╭─ Materials provided

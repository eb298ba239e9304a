mod attack;
mod charts;
mod clock;
mod colors;
mod generator;
mod logs;
mod metrics;
mod threat;
mod timed;
mod timeline;

pub mod feed;
pub mod views;

pub use self::attack::{AttackPanel, AttackScenario, ScenarioId, ScenarioSink, SCENARIOS};
pub use self::charts::{
    default_distribution, default_latency, slice_color, slice_spans, Charts, DistributionSlice,
    LatencySample, LatencyStats, LATENCY_TARGET_MS, SLICE_PALETTE,
};
pub use self::clock::{format_hms, local_now, rewind, since_label, CLOCK_PLACEHOLDER};
pub use self::colors::StatusColor;
pub use self::generator::{LogCatalog, LogSource, SyntheticGenerator, TimelineSource};
pub use self::logs::{
    LogEntry, LogFeed, LogsPanel, Severity, DEFAULT_MAX_VISIBLE, EMPTY_LOGS_MESSAGE, LOG_SEED_COUNT,
    LOG_SEED_SPACING, LOG_TICK,
};
pub use self::metrics::{
    default_metrics, format_thousands, CountUp, MetricEntry, MetricsGrid, Trend,
    COUNT_UP_DURATION, COUNT_UP_STEPS,
};
pub use self::threat::{ThreatLevel, ThreatState, THREAT_HOLD};
pub use self::timed::TimedFlag;
pub use self::timeline::{
    NetworkTimeline, RollingTimeline, TimelineEvent, TrafficCounts, TrafficKind,
    DEFAULT_BLOCKED_PROBABILITY, TIMELINE_CAPACITY, TIMELINE_TICK,
};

╰─

Return the entries exactly through the "pub mod views;" line.

* Reply to the task:
repository eb298ba239e9304a
mod attack;
mod charts;
mod clock;
mod colors;
mod generator;
mod logs;
mod metrics;
mod threat;
mod timed;
mod timeline;

pub mod feed;
pub mod views;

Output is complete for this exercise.